The April 26 article “As Pandemic Lifts, Landlords Await Relief on Evictions” favors landlords and presents a superficial analysis of what is happening in Chicago’s rental market as it relates to COVID.
First, the article interviews Corey Oliver, a developer/landlord who owns 140 units on the South and West Sides. A developer of this size should not be viewed as a mom and pop owner or even a small property owner. We are sympathetic to the plight of small landlords weathering the pandemic who truly find themselves in a tenuous situation. A property owner of 140 units is an investor.
Second, rents make up only a fraction of the way that investors/landlords make money. The article makes no mention of the money property owners make when selling property and the tax breaks and depreciation they receive.
Third, the article wonders whether landlords are “being left behind in official recovery plans.” It makes no mention of the tens of thousands of dollars in COVID rent arrearage funds that have already been allocated and distributed directly to landlords, not to mention the tens of thousands in the pipeline. This article also failed to include the voice of a single tenant who might speak to the difficulties of keeping up with rent payments while losing employment during the pandemic.
Further, the notion that landlords do not want to evict tenants is false. As evidence, before the pandemic, the majority of evictions were for less than $2,500 in back rent. Most landlords make little if any effort to negotiate terms with renters struggling with financial problems, and when landlords bring a case to eviction court, it results in an eviction order 60 percent of the time.
Another example demonstrating landlords’ disposition toward eviction is their effort to undermine the proposed Just Cause for Eviction Ordinance in Chicago. The ordinance would require landlords to provide a fair reason to terminate a lease and evict a tenant. Organizations such as the Neighborhood Buildings Owner’s Alliance vehemently oppose having to state a reason for eviction and are against this ordinance.

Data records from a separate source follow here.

//! # Connection Manager
//!
//! Owns the lifecycle of the single persistent WebSocket connection to the
//! telemetry server: connect, register, heartbeat, detect failure, reconnect
//! with capped exponential backoff, deliberate teardown.
//!
//! A deliberate `disconnect()` and a failure-triggered close are distinct: a
//! generation counter (a `watch` channel) is bumped on every deliberate
//! close, and every pending reconnect checks its generation before firing,
//! so no timer from a torn-down session can resurrect the connection.

use std::sync::atomic::{AtomicBool, AtomicU32, Ordering};
use std::sync::{Arc, Mutex, RwLock};
use std::time::Duration;

use futures_util::stream::SplitSink;
use futures_util::{SinkExt, StreamExt};
use tokio::net::TcpStream;
use tokio::sync::{mpsc, watch};
use tokio_tungstenite::{connect_async, tungstenite::protocol::Message, MaybeTlsStream, WebSocketStream};

use crate::dispatch::Dispatcher;
use crate::error::SyncError;
use crate::model;
use crate::state::{AppState, ConnectionStatus, StatusEvent};

type WsSink = SplitSink<WebSocketStream<MaybeTlsStream<TcpStream>>, Message>;

/// Reconnect budget and backoff bounds.
#[derive(Debug, Clone, Copy)]
pub struct ReconnectPolicy {
    /// Maximum consecutive automatic reconnect attempts.
    pub max_attempts: u32,
    /// Delay before the first reconnect, in milliseconds.
    pub base_delay_ms: u64,
    /// Upper bound on the backoff delay, in milliseconds.
    pub max_delay_ms: u64,
}

impl Default for ReconnectPolicy {
    fn default() -> Self {
        Self {
            max_attempts: 5,
            base_delay_ms: 1_000,
            max_delay_ms: 30_000,
        }
    }
}

impl ReconnectPolicy {
    /// Backoff before the given 1-based attempt: `base * 2^(attempt-1)`,
    /// capped at `max_delay_ms`.
    pub fn delay_for(&self, attempt: u32) -> Duration {
        let shift = attempt.saturating_sub(1).min(16);
        let raw = self.base_delay_ms.saturating_mul(1u64 << shift);
        Duration::from_millis(raw.min(self.max_delay_ms))
    }

    /// True while the consecutive-failure count leaves budget for one more
    /// automatic attempt.
    pub fn should_retry(&self, failures_so_far: u32) -> bool {
        failures_so_far < self.max_attempts
    }
}

/// Static connection parameters, resolved from configuration.
#[derive(Debug, Clone)]
pub struct ConnectionConfig {
    /// Telemetry WebSocket endpoint.
    pub ws_url: String,
    /// Heartbeat (ping) period.
    pub heartbeat_interval: Duration,
    /// Reconnect policy.
    pub policy: ReconnectPolicy,
    /// Primary device serial sent with the register frame, when known.
    pub device_serial: Option<String>,
}

impl Default for ConnectionConfig {
    fn default() -> Self {
        Self {
            ws_url: "ws://127.0.0.1:3003".to_string(),
            heartbeat_interval: Duration::from_secs(30),
            policy: ReconnectPolicy::default(),
            device_serial: None,
        }
    }
}

struct Inner {
    config: ConnectionConfig,
    state: AppState,
    dispatcher: Dispatcher,
    attempts: AtomicU32,
    registered: AtomicBool,
    token: RwLock<Option<String>>,
    outbound: Mutex<Option<mpsc::UnboundedSender<String>>>,
    generation: watch::Sender<u64>,
}

/// Handle to the single streaming connection. Cheap to clone; all clones
/// drive the same connection.
#[derive(Clone)]
pub struct ConnectionManager {
    inner: Arc<Inner>,
}

impl ConnectionManager {
    /// Builds the manager. No connection is opened until `connect()`.
    pub fn new(config: ConnectionConfig, state: AppState, dispatcher: Dispatcher) -> Self {
        let (generation, _) = watch::channel(0u64);
        Self {
            inner: Arc::new(Inner {
                config,
                state,
                dispatcher,
                attempts: AtomicU32::new(0),
                registered: AtomicBool::new(false),
                token: RwLock::new(None),
                outbound: Mutex::new(None),
                generation,
            }),
        }
    }

    /// Stores the push-routing token. Registration fires on the next
    /// opportunity (connect or heartbeat tick) if it has not happened yet.
    pub fn set_token(&self, token: String) {
        *self.inner.token.write().expect("token lock poisoned") = Some(token);
    }

    /// Opens the connection. Idempotent: a no-op while already Connected or
    /// Connecting (and while a previous session is still Closing).
    pub fn connect(&self) {
        if !self.inner.state.begin_connecting() {
            log::debug!("connect() ignored, status is {:?}", self.inner.state.connection_status());
            return;
        }
        self.inner.attempts.store(0, Ordering::SeqCst);
        let mut gen_rx = self.inner.generation.subscribe();
        let my_gen = *gen_rx.borrow_and_update();
        tokio::spawn(run_loop(Arc::clone(&self.inner), my_gen, gen_rx));
    }

    /// Deliberately closes the connection and cancels any pending reconnect.
    /// Idempotent; automatic reconnection never follows a deliberate close.
    pub fn disconnect(&self) {
        match self.inner.state.connection_status() {
            ConnectionStatus::Connected | ConnectionStatus::Connecting => {
                self.inner.state.set_connection_status(ConnectionStatus::Closing);
            }
            _ => {}
        }
        let next = *self.inner.generation.borrow() + 1;
        let _ = self.inner.generation.send(next);
    }

    /// Hands one frame to the live session for transmission. `Ok` means the
    /// session accepted the frame, not that it reached the wire: a session
    /// that dies before flushing drops it, and nothing is redelivered after
    /// a reconnect. When not Connected this kicks a reconnect and reports
    /// failure for this call; frames are never queued silently.
    pub fn send(&self, frame: impl Into<String>) -> Result<(), SyncError> {
        if self.inner.state.connection_status() == ConnectionStatus::Connected {
            let guard = self.inner.outbound.lock().expect("outbound lock poisoned");
            if let Some(tx) = guard.as_ref() {
                if tx.send(frame.into()).is_ok() {
                    return Ok(());
                }
            }
        }
        self.connect();
        Err(SyncError::NotConnected)
    }

    /// Current lifecycle state.
    pub fn status(&self) -> ConnectionStatus {
        self.inner.state.connection_status()
    }
}

async fn run_loop(inner: Arc<Inner>, my_gen: u64, mut gen_rx: watch::Receiver<u64>) {
    loop {
        inner.state.set_connection_status(ConnectionStatus::Connecting);
        log::info!("Connecting to telemetry stream: {}", inner.config.ws_url);

        let connected = tokio::select! {
            conn = connect_async(inner.config.ws_url.as_str()) => conn,
            _ = gen_rx.changed() => {
                inner.state.finish_closing();
                return;
            }
        };

        match connected {
            Ok((ws_stream, _)) => {
                log::info!("Telemetry stream connected");
                inner.attempts.store(0, Ordering::SeqCst);
                inner.state.set_connection_status(ConnectionStatus::Connected);
                inner.state.publish(StatusEvent::Connected);

                let deliberate = run_session(&inner, ws_stream, &mut gen_rx).await;
                inner.outbound.lock().expect("outbound lock poisoned").take();

                if deliberate {
                    inner.state.finish_closing();
                    inner.state.publish(StatusEvent::Disconnected);
                    return;
                }
            }
            Err(e) => {
                log::error!("Failed to connect to telemetry stream: {e}");
            }
        }

        // Failure path: schedule a capped-exponential reconnect, or give up.
        if *gen_rx.borrow() != my_gen {
            inner.state.finish_closing();
            return;
        }
        let failures = inner.attempts.load(Ordering::SeqCst);
        if !inner.config.policy.should_retry(failures) {
            log::error!(
                "Reconnect budget exhausted after {failures} attempts; staying disconnected until connect() is called again"
            );
            inner.state.set_connection_status(ConnectionStatus::Disconnected);
            inner.state.publish(StatusEvent::GaveUp);
            return;
        }
        let attempt = failures + 1;
        inner.attempts.store(attempt, Ordering::SeqCst);
        let delay = inner.config.policy.delay_for(attempt);
        log::warn!(
            "Reconnecting in {:?} (attempt {attempt}/{})",
            delay,
            inner.config.policy.max_attempts
        );
        inner.state.publish(StatusEvent::Reconnecting { attempt });

        tokio::select! {
            _ = tokio::time::sleep(delay) => {}
            _ = gen_rx.changed() => {
                // disconnect() arrived while the reconnect timer was pending.
                inner.state.finish_closing();
                return;
            }
        }
    }
}

/// Drives one open session until it ends. Returns true when the session was
/// closed deliberately.
async fn run_session(
    inner: &Arc<Inner>,
    ws_stream: WebSocketStream<MaybeTlsStream<TcpStream>>,
    gen_rx: &mut watch::Receiver<u64>,
) -> bool {
    let (mut write, mut read) = ws_stream.split();

    let (out_tx, mut out_rx) = mpsc::unbounded_channel::<String>();
    *inner.outbound.lock().expect("outbound lock poisoned") = Some(out_tx);

    inner.registered.store(false, Ordering::SeqCst);
    if let Err(e) = try_register(inner, &mut write).await {
        log::info!("Registration deferred: {e}");
    }

    let mut heartbeat = tokio::time::interval(inner.config.heartbeat_interval);
    heartbeat.tick().await; // the first tick completes immediately

    loop {
        tokio::select! {
            msg = read.next() => match msg {
                Some(Ok(Message::Text(text))) => inner.dispatcher.dispatch(text.as_str()),
                Some(Ok(Message::Ping(_) | Message::Pong(_))) => {}
                Some(Ok(Message::Close(_))) => {
                    log::warn!("Telemetry stream closed by server");
                    return false;
                }
                Some(Err(e)) => {
                    log::error!("Telemetry stream read error: {e}");
                    return false;
                }
                None => {
                    log::warn!("Telemetry stream ended");
                    return false;
                }
                _ => {}
            },
            frame = out_rx.recv() => {
                if let Some(frame) = frame {
                    if let Err(e) = write.send(Message::Text(frame.into())).await {
                        log::error!("Send failed: {e}");
                        return false;
                    }
                }
            }
            _ = heartbeat.tick() => {
                if !inner.registered.load(Ordering::SeqCst) {
                    if let Err(e) = try_register(inner, &mut write).await {
                        log::debug!("Registration still deferred: {e}");
                    }
                }
                if let Err(e) = write.send(Message::Text(model::ping_frame().into())).await {
                    log::error!("Heartbeat send failed: {e}");
                    return false;
                }
            }
            _ = gen_rx.changed() => {
                log::info!("Closing telemetry stream");
                let _ = write.close().await;
                return true;
            }
        }
    }
}

/// Sends the one-time register frame when a token is available; defers
/// (without dropping the registration) otherwise.
async fn try_register(inner: &Arc<Inner>, write: &mut WsSink) -> Result<(), SyncError> {
    let token = inner.token.read().expect("token lock poisoned").clone();
    match token {
        Some(token) => {
            let frame = model::register_frame(&token, inner.config.device_serial.as_deref());
            write.send(Message::Text(frame.into())).await?;
            inner.registered.store(true, Ordering::SeqCst);
            log::info!("Registration frame sent");
            Ok(())
        }
        None => Err(SyncError::TokenUnavailable),
    }
}

#[cfg(test)]
mod tests {
    use super::*;

    #[test]
    fn backoff_grows_exponentially_to_the_cap() {
        let policy = ReconnectPolicy::default();
        assert_eq!(policy.delay_for(1), Duration::from_millis(1_000));
        assert_eq!(policy.delay_for(2), Duration::from_millis(2_000));
        assert_eq!(policy.delay_for(3), Duration::from_millis(4_000));
        assert_eq!(policy.delay_for(4), Duration::from_millis(8_000));
        assert_eq!(policy.delay_for(5), Duration::from_millis(16_000));
        assert_eq!(policy.delay_for(6), Duration::from_millis(30_000));
        assert_eq!(policy.delay_for(60), Duration::from_millis(30_000));
    }

    #[test]
    fn each_scheduled_delay_exceeds_the_previous_until_the_cap() {
        let policy = ReconnectPolicy::default();
        // Two prior failures: the third reconnect waits strictly longer.
        assert!(policy.delay_for(3) > policy.delay_for(2));
        for attempt in 2..6 {
            assert!(policy.delay_for(attempt) > policy.delay_for(attempt - 1));
        }
    }

    #[test]
    fn retry_budget_boundary() {
        let policy = ReconnectPolicy::default();
        assert!(policy.should_retry(0));
        assert!(policy.should_retry(4));
        assert!(!policy.should_retry(5));
        assert!(!policy.should_retry(6));
    }

    #[tokio::test]
    async fn send_while_disconnected_fails_fast() {
        let state = AppState::new();
        let relay = crate::notify::NotificationRelay::new(Arc::new(crate::notify::LogNotifier));
        let dispatcher = Dispatcher::new(state.clone(), relay);
        // Nothing listens on this port; the kicked reconnect will fail on its
        // own schedule without affecting the send contract.
        let config = ConnectionConfig {
            ws_url: "ws://127.0.0.1:9".to_string(),
            ..ConnectionConfig::default()
        };
        let manager = ConnectionManager::new(config, state, dispatcher);

        assert!(matches!(manager.send(model::ping_frame()), Err(SyncError::NotConnected)));
        manager.disconnect();
    }

    #[tokio::test]
    async fn disconnect_is_idempotent() {
        let state = AppState::new();
        let relay = crate::notify::NotificationRelay::new(Arc::new(crate::notify::LogNotifier));
        let dispatcher = Dispatcher::new(state.clone(), relay);
        let manager = ConnectionManager::new(ConnectionConfig::default(), state, dispatcher);

        manager.disconnect();
        manager.disconnect();
        assert_eq!(manager.status(), ConnectionStatus::Disconnected);
    }
}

Four states and more than 20 cities have a Just Cause ordinance, and over 10 million rental units nationwide are governed by “just cause.” Chicago should join them in protecting renters from being uprooted from their homes through no fault of their own.

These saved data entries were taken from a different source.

//! Layered configuration: defaults, then a JSON config file, then
//! environment variables and CLI arguments on top.

use clap::Parser;
use serde::{Deserialize, Serialize};
use std::fs;
use std::path::PathBuf;
use std::time::Duration;

use crate::connection::{ConnectionConfig, ReconnectPolicy};

#[derive(Parser, Deserialize, Serialize, Debug, Clone, Default)]
#[clap(about = "Fleet telemetry sync client", version)]
#[serde(rename_all = "camelCase")]
pub struct Config {
    #[clap(long, env = "FLEET_WS_URL", help = "Telemetry WebSocket endpoint.")]
    pub ws_url: Option<String>,

    #[clap(long, env = "FLEET_API_BASE_URL", help = "Base URL of the REST API, ending in /api/.")]
    pub api_base_url: Option<String>,

    #[clap(long, env = "FLEET_AUTH_TOKEN", help = "Session token, used for REST auth and push registration.")]
    pub auth_token: Option<String>,

    #[clap(long, env = "FLEET_USER_ID", help = "Authenticated user id for the fleet listing.")]
    pub user_id: Option<String>,

    #[clap(long, env = "FLEET_DEVICE_SERIAL", help = "Primary device serial advertised in the register frame.")]
    pub device_serial: Option<String>,

    #[clap(long, env = "FLEET_CONFIG_PATH", help = "Path to the JSON configuration file.")]
    pub config_path: Option<PathBuf>,

    #[clap(long, env = "FLEET_HEARTBEAT_INTERVAL_SECONDS", help = "Heartbeat (ping) period in seconds.")]
    pub heartbeat_interval_seconds: Option<u64>,

    #[clap(long, env = "FLEET_RECONNECT_BASE_DELAY_MS", help = "Base delay in milliseconds for reconnect attempts.")]
    pub reconnect_base_delay_ms: Option<u64>,

    #[clap(long, env = "FLEET_RECONNECT_MAX_DELAY_MS", help = "Maximum delay in milliseconds for reconnect attempts.")]
    pub reconnect_max_delay_ms: Option<u64>,

    #[clap(long, env = "FLEET_RECONNECT_MAX_ATTEMPTS", help = "Automatic reconnect attempts before giving up.")]
    pub reconnect_max_attempts: Option<u32>,

    #[clap(long, env = "FLEET_POLL_INTERVAL_SECONDS", help = "Backup alert-poll interval in seconds.")]
    pub poll_interval_seconds: Option<u64>,

    #[clap(long, env = "FLEET_LOG_DIR", help = "Directory for log files.")]
    pub log_dir: Option<PathBuf>,

    #[clap(long, env = "FLEET_LOG_LEVEL", help = "Logging level (trace, debug, info, warn, error).")]
    pub log_level: Option<String>,
}

impl Config {
    // Merge two Config structs, where 'other' overrides 'self' for Some values
    fn merge(self, other: Config) -> Config {
        Config {
            ws_url: other.ws_url.or(self.ws_url),
            api_base_url: other.api_base_url.or(self.api_base_url),
            auth_token: other.auth_token.or(self.auth_token),
            user_id: other.user_id.or(self.user_id),
            device_serial: other.device_serial.or(self.device_serial),
            config_path: other.config_path.or(self.config_path),
            heartbeat_interval_seconds: other.heartbeat_interval_seconds.or(self.heartbeat_interval_seconds),
            reconnect_base_delay_ms: other.reconnect_base_delay_ms.or(self.reconnect_base_delay_ms),
            reconnect_max_delay_ms: other.reconnect_max_delay_ms.or(self.reconnect_max_delay_ms),
            reconnect_max_attempts: other.reconnect_max_attempts.or(self.reconnect_max_attempts),
            poll_interval_seconds: other.poll_interval_seconds.or(self.poll_interval_seconds),
            log_dir: other.log_dir.or(self.log_dir),
            log_level: other.log_level.or(self.log_level),
        }
    }

    pub fn ws_url(&self) -> &str {
        self.ws_url.as_deref().unwrap_or("ws://127.0.0.1:3003")
    }

    pub fn api_base_url(&self) -> &str {
        self.api_base_url.as_deref().unwrap_or("http://127.0.0.1:3003/api/")
    }

    pub fn poll_interval(&self) -> Duration {
        Duration::from_secs(self.poll_interval_seconds.unwrap_or(30))
    }

    pub fn log_dir(&self) -> PathBuf {
        self.log_dir.clone().unwrap_or_else(|| PathBuf::from("./logs"))
    }

    pub fn log_level(&self) -> &str {
        self.log_level.as_deref().unwrap_or("info")
    }

    /// Resolved parameters for the connection manager.
    pub fn connection(&self) -> ConnectionConfig {
        let defaults = ReconnectPolicy::default();
        ConnectionConfig {
            ws_url: self.ws_url().to_string(),
            heartbeat_interval: Duration::from_secs(self.heartbeat_interval_seconds.unwrap_or(30)),
            policy: ReconnectPolicy {
                max_attempts: self.reconnect_max_attempts.unwrap_or(defaults.max_attempts),
                base_delay_ms: self.reconnect_base_delay_ms.unwrap_or(defaults.base_delay_ms),
                max_delay_ms: self.reconnect_max_delay_ms.unwrap_or(defaults.max_delay_ms),
            },
            device_serial: self.device_serial.clone(),
        }
    }
}

/// Loads configuration for the client binary: defaults, then the JSON config
/// file (path overridable from the CLI), then environment variables and CLI
/// arguments on top.
pub fn load_config() -> Config {
    let default_config = Config {
        ws_url: Some("ws://127.0.0.1:3003".to_string()),
        api_base_url: Some("http://127.0.0.1:3003/api/".to_string()),
        heartbeat_interval_seconds: Some(30),
        reconnect_base_delay_ms: Some(1_000),
        reconnect_max_delay_ms: Some(30_000),
        reconnect_max_attempts: Some(5),
        poll_interval_seconds: Some(30),
        log_dir: Some(PathBuf::from("./logs")),
        log_level: Some("info".to_string()),
        ..Default::default()
    };

    // Parse CLI early to honor a config-path override.
    let cli_args = Config::parse();
    let config_file_path = cli_args
        .config_path
        .clone()
        .unwrap_or_else(|| PathBuf::from("fleet_client.conf"));

    let mut current_config = default_config;

    if config_file_path.exists() {
        match fs::read_to_string(&config_file_path) {
            Ok(config_str) => match serde_json::from_str::<Config>(&config_str) {
                Ok(file_config) => current_config = current_config.merge(file_config),
                Err(e) => log::warn!(
                    "Failed to parse config file {}: {e}. Falling back to other sources.",
                    config_file_path.display()
                ),
            },
            Err(e) => log::warn!(
                "Failed to read config file {}: {e}. Falling back to other sources.",
                config_file_path.display()
            ),
        }
    }

    // Environment variables and CLI arguments win over file and defaults.
    current_config.merge(cli_args)
}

Without trying to get into a conflictual tenant versus landlord perspective, it is important to understand that rental market problems are systemic. Pre-pandemic, almost a fifth of renters paid over half their income to rent and utilities. This is obviously a recipe for disaster for these tenants who have no rainy-day savings and cannot weather a crisis such as the one the pandemic created. Thus, tenants, who are disproportionately people of color, have fallen behind in rent.
The underlying assumption made by the article is that housing is viewed as a commodity for the landlords to use to accrue wealth, and not as the human necessity for renters. The answer to the current problem is not to give landlords the ability to evict people without any checks and balances once again, but rather is changing laws to guarantee everyone the right to decent, safe, affordable, and accessible housing. To start, Chicago Alderpeople and Mayor Lightfoot should support and pass the Just Cause to Evict ordinance.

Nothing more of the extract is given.